Segment Start: Records shown
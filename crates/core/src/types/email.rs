//! Email address type.

use core::fmt;

use serde::{Deserialize, Serialize};

/// Errors that can occur when parsing an [`Email`].
#[derive(thiserror::Error, Debug, Clone)]
pub enum EmailError {
    /// The input string is empty.
    #[error("email cannot be empty")]
    Empty,
    /// The input string is too long.
    #[error("email must be at most {max} characters")]
    TooLong {
        /// Maximum allowed length.
        max: usize,
    },
    /// The input does not contain an @ symbol.
    #[error("email must contain an @ symbol")]
    MissingAtSymbol,
    /// The local part (before @) is empty.
    #[error("email local part cannot be empty")]
    EmptyLocalPart,
    /// The domain part (after @) is empty.
    #[error("email domain cannot be empty")]
    EmptyDomain,
}

/// An email address.
///
/// This type provides basic validation for email addresses, ensuring they
/// have a valid structure with a local part and domain separated by an @ symbol.
///
/// ## Constraints
///
/// - Length: 1-254 characters (RFC 5321 limit)
/// - Must contain an @ symbol
/// - Local part (before @) must not be empty
/// - Domain part (after @) must not be empty
///
/// ## Examples
///
/// ```
/// use mono_core::Email;
///
/// // Valid emails
/// assert!(Email::parse("user@example.com").is_ok());
/// assert!(Email::parse("user.name+tag@domain.co.uk").is_ok());
///
/// // Invalid emails
/// assert!(Email::parse("").is_err());             // empty
/// assert!(Email::parse("no-at-symbol").is_err()); // missing @
/// assert!(Email::parse("@domain.com").is_err());  // empty local part
/// assert!(Email::parse("user@").is_err());        // empty domain
/// ```
#[derive(Debug, Clone, Serialize, Deserialize, PartialEq, Eq, Hash)]
#[serde(transparent)]
pub struct Email(String);

impl Email {
    /// Maximum length of an email address (RFC 5321).
    pub const MAX_LENGTH: usize = 254;

    /// Parse an `Email` from a string.
    ///
    /// # Errors
    ///
    /// Returns an error if the input:
    /// - Is empty
    /// - Is longer than 254 characters
    /// - Does not contain an @ symbol
    /// - Has an empty local part or domain
    pub fn parse(s: &str) -> Result<Self, EmailError> {
        if s.is_empty() {
            return Err(EmailError::Empty);
        }

        if s.len() > Self::MAX_LENGTH {
            return Err(EmailError::TooLong {
                max: Self::MAX_LENGTH,
            });
        }

        let at_pos = s.find('@').ok_or(EmailError::MissingAtSymbol)?;

        if at_pos == 0 {
            return Err(EmailError::EmptyLocalPart);
        }

        if at_pos == s.len() - 1 {
            return Err(EmailError::EmptyDomain);
        }

        Ok(Self(s.to_owned()))
    }

    /// Returns the email address as a string slice.
    #[must_use]
    pub fn as_str(&self) -> &str {
        &self.0
    }

    /// Consumes the `Email` and returns its inner string.
    #[must_use]
    pub fn into_inner(self) -> String {
        self.0
    }

    /// Returns the local part of the email (before the @).
    #[must_use]
    pub fn local_part(&self) -> &str {
        self.0.split('@').next().unwrap_or("")
    }

    /// Returns the domain part of the email (after the @).
    #[must_use]
    pub fn domain(&self) -> &str {
        self.0.split('@').nth(1).unwrap_or("")
    }
}

impl fmt::Display for Email {
    fn fmt(&self, f: &mut fmt::Formatter<'_>) -> fmt::Result {
        write!(f, "{}", self.0)
    }
}

impl std::str::FromStr for Email {
    type Err = EmailError;

    fn from_str(s: &str) -> Result<Self, Self::Err> {
        Self::parse(s)
    }
}

impl AsRef<str> for Email {
    fn as_ref(&self) -> &str {
        &self.0
    }
}

#[cfg(test)]
#[allow(clippy::unwrap_used)]
mod tests {
    use super::*;

    #[test]
    fn test_parse_valid_emails() {
        assert!(Email::parse("user@example.com").is_ok());
        assert!(Email::parse("user.name@example.com").is_ok());
        assert!(Email::parse("user+tag@example.com").is_ok());
        assert!(Email::parse("user@subdomain.example.com").is_ok());
        assert!(Email::parse("a@b.c").is_ok());
    }

    #[test]
    fn test_parse_empty() {
        assert!(matches!(Email::parse(""), Err(EmailError::Empty)));
    }

    #[test]
    fn test_parse_too_long() {
        let long = format!("{}@example.com", "a".repeat(250));
        assert!(matches!(
            Email::parse(&long),
            Err(EmailError::TooLong { .. })
        ));
    }

    #[test]
    fn test_parse_missing_at() {
        assert!(matches!(
            Email::parse("no-at-symbol"),
            Err(EmailError::MissingAtSymbol)
        ));
    }

    #[test]
    fn test_parse_empty_local_part() {
        assert!(matches!(
            Email::parse("@domain.com"),
            Err(EmailError::EmptyLocalPart)
        ));
    }

    #[test]
    fn test_parse_empty_domain() {
        assert!(matches!(Email::parse("user@"), Err(EmailError::EmptyDomain)));
    }

    #[test]
    fn test_local_part_and_domain() {
        let email = Email::parse("user@example.com").unwrap();
        assert_eq!(email.local_part(), "user");
        assert_eq!(email.domain(), "example.com");
    }

    #[test]
    fn test_serde_roundtrip() {
        let email = Email::parse("user@example.com").unwrap();
        let json = serde_json::to_string(&email).unwrap();
        assert_eq!(json, "\"user@example.com\"");

        let parsed: Email = serde_json::from_str(&json).unwrap();
        assert_eq!(parsed, email);
    }
}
Segment End: Records shown
What to produce -> In the entries above, please find the line with "pub const MAX_LENGTH: usize = 254;" and the line with "pub fn parse(s: &str)", then write out exactly those two lines and every line between them, and nothing more.

Written answer ->
    pub const MAX_LENGTH: usize = 254;

    /// Parse an `Email` from a string.
    ///
    /// # Errors
    ///
    /// Returns an error if the input:
    /// - Is empty
    /// - Is longer than 254 characters
    /// - Does not contain an @ symbol
    /// - Has an empty local part or domain
    pub fn parse(s: &str) -> Result<Self, EmailError> {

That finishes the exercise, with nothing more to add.